◆ DIRECTIONS ◆
Go over the entries below line by line, copying each one that contains the word "ToString".
---- TASK DATA
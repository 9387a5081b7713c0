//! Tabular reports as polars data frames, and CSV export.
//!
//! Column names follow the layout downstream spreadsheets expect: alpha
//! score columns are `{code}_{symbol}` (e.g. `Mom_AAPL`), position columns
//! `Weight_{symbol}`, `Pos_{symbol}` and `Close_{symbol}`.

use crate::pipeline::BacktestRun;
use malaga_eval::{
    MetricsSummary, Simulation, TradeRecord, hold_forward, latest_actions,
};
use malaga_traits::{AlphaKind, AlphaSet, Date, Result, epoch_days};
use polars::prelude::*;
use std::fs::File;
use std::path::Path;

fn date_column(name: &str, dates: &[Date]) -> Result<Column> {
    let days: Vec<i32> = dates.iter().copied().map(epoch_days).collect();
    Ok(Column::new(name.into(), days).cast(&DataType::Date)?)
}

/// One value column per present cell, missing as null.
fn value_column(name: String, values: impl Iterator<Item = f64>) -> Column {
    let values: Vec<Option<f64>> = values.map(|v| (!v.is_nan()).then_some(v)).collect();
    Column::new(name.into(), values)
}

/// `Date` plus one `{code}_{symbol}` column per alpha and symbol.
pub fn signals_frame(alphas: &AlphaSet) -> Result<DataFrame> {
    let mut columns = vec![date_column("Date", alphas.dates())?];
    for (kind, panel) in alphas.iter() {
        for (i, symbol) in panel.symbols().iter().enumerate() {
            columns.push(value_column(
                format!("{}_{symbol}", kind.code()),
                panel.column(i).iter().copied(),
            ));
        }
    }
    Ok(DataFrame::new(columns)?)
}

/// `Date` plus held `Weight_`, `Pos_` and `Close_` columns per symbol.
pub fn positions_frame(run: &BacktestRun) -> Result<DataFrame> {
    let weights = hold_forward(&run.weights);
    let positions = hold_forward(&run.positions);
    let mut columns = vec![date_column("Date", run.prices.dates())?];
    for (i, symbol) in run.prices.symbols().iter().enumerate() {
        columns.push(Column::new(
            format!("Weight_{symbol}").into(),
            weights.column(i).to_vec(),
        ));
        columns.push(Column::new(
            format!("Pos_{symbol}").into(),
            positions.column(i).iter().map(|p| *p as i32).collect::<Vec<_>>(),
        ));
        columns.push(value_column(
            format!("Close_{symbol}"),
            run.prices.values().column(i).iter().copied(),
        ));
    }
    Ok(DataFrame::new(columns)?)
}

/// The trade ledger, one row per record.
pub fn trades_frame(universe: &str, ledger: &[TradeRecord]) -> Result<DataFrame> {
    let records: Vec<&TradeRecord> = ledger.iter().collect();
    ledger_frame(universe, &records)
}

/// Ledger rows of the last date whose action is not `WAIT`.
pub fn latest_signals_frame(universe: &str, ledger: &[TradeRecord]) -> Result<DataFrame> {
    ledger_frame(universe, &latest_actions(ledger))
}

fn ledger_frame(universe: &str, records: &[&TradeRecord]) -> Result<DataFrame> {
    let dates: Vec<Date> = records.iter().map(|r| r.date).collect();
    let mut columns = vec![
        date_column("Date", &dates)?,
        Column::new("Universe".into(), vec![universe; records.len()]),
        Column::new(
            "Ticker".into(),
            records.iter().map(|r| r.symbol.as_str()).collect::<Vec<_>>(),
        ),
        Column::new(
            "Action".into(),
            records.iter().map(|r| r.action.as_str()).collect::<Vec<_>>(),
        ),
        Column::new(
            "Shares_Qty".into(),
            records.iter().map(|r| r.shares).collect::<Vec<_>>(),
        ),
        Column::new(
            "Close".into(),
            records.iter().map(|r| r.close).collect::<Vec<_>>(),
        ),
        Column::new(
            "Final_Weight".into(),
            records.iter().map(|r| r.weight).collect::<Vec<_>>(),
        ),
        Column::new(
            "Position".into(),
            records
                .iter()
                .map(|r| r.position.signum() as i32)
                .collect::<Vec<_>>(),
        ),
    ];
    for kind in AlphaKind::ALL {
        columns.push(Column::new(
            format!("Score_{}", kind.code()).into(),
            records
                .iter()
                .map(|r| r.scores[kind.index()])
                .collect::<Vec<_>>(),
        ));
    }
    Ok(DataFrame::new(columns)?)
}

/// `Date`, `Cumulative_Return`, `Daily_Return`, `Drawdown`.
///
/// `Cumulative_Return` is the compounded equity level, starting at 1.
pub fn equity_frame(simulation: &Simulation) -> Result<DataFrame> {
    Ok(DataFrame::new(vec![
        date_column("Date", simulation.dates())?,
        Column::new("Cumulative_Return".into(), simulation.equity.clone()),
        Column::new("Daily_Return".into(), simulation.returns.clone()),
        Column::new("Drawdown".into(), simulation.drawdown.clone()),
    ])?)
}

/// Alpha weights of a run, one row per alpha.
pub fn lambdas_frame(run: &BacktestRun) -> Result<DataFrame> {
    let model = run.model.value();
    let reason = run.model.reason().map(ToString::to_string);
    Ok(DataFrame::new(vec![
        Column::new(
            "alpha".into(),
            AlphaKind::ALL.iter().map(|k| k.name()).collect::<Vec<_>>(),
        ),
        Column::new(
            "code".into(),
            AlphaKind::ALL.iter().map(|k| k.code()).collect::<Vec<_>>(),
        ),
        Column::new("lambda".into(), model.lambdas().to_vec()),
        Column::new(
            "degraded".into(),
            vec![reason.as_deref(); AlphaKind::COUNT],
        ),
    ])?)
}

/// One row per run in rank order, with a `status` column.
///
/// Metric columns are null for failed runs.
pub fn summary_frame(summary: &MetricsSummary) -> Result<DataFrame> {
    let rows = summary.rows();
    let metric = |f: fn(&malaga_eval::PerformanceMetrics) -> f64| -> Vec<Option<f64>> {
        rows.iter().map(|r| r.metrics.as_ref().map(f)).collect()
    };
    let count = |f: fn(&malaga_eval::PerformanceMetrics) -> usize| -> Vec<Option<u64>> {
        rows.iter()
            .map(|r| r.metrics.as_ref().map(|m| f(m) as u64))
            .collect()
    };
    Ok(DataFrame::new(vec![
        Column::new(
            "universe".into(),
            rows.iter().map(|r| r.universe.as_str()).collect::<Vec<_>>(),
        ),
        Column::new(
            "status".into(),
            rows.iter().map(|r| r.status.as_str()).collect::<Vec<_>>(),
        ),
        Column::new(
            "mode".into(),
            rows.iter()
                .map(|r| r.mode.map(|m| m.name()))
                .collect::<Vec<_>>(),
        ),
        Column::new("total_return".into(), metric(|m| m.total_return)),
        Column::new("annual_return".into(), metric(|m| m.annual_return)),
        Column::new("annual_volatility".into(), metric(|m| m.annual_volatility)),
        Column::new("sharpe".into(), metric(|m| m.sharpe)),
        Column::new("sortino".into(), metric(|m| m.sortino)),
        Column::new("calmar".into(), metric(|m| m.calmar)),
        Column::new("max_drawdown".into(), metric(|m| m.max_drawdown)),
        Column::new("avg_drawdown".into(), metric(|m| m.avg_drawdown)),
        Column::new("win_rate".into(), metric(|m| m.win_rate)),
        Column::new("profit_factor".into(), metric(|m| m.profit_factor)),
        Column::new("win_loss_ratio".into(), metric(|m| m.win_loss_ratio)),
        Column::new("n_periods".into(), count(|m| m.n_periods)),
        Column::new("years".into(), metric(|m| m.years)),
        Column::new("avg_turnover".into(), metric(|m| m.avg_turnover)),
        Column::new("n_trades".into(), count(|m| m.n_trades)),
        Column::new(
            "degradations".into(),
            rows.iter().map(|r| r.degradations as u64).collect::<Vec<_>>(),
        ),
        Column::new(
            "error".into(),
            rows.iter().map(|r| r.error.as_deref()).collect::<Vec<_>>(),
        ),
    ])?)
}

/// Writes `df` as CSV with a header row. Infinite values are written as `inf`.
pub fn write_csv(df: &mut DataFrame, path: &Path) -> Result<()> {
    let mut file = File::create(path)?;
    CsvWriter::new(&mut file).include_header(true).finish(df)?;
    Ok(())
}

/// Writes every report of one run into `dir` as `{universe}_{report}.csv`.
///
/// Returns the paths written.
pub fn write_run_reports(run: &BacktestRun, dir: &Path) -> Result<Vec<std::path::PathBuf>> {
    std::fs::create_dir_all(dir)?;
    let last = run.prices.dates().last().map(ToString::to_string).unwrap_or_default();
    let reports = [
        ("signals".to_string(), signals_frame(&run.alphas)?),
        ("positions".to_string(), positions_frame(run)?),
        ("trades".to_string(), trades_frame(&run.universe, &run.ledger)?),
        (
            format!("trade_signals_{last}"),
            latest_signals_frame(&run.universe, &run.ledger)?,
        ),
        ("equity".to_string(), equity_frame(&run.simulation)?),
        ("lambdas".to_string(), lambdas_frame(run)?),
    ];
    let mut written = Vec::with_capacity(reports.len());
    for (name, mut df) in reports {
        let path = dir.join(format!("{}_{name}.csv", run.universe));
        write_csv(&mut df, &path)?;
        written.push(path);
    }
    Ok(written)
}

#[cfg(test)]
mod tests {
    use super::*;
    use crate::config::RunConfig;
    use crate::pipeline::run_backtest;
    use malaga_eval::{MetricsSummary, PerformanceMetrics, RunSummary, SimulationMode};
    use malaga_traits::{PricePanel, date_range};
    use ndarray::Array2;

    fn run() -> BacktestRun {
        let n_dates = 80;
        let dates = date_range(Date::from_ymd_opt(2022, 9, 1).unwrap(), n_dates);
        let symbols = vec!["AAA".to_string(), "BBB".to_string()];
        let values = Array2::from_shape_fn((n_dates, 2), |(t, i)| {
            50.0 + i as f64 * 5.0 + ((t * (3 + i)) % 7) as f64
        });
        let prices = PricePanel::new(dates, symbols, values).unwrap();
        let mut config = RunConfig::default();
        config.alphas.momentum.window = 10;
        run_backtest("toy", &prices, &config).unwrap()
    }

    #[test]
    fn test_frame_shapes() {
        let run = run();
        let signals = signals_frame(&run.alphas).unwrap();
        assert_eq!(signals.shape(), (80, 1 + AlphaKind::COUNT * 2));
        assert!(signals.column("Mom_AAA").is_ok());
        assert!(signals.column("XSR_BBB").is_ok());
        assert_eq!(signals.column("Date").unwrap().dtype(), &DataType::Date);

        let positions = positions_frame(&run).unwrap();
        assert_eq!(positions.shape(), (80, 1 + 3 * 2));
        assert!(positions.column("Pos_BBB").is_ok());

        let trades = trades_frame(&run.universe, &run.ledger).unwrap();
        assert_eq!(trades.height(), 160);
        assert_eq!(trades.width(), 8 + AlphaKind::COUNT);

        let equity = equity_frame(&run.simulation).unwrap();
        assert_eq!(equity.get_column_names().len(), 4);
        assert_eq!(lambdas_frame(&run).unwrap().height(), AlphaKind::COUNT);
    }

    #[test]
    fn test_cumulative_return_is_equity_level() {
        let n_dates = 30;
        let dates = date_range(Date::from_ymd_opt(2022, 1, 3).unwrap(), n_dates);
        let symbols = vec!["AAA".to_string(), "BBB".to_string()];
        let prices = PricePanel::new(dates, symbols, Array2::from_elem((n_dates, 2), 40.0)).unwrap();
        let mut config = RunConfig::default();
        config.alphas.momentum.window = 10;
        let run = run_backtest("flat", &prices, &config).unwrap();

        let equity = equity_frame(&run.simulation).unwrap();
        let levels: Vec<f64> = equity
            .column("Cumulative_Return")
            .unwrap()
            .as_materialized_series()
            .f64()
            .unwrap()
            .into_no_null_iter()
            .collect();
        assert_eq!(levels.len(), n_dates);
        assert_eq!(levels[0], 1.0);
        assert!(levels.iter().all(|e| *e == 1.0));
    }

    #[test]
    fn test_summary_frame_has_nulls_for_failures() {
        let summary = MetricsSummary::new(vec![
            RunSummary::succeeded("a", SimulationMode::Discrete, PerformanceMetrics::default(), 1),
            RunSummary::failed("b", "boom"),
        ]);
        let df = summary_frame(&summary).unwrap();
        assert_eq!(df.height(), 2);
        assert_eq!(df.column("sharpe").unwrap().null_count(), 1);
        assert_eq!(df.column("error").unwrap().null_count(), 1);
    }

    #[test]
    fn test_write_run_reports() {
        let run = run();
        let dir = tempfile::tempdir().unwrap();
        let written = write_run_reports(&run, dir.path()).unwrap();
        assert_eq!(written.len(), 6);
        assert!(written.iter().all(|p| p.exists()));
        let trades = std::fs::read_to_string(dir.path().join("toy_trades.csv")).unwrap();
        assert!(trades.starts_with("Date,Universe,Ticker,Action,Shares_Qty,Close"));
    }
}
--------
◆ ANSWER AREA ◆
    let reason = run.model.reason().map(ToString::to_string);
    let last = run.prices.dates().last().map(ToString::to_string).unwrap_or_default();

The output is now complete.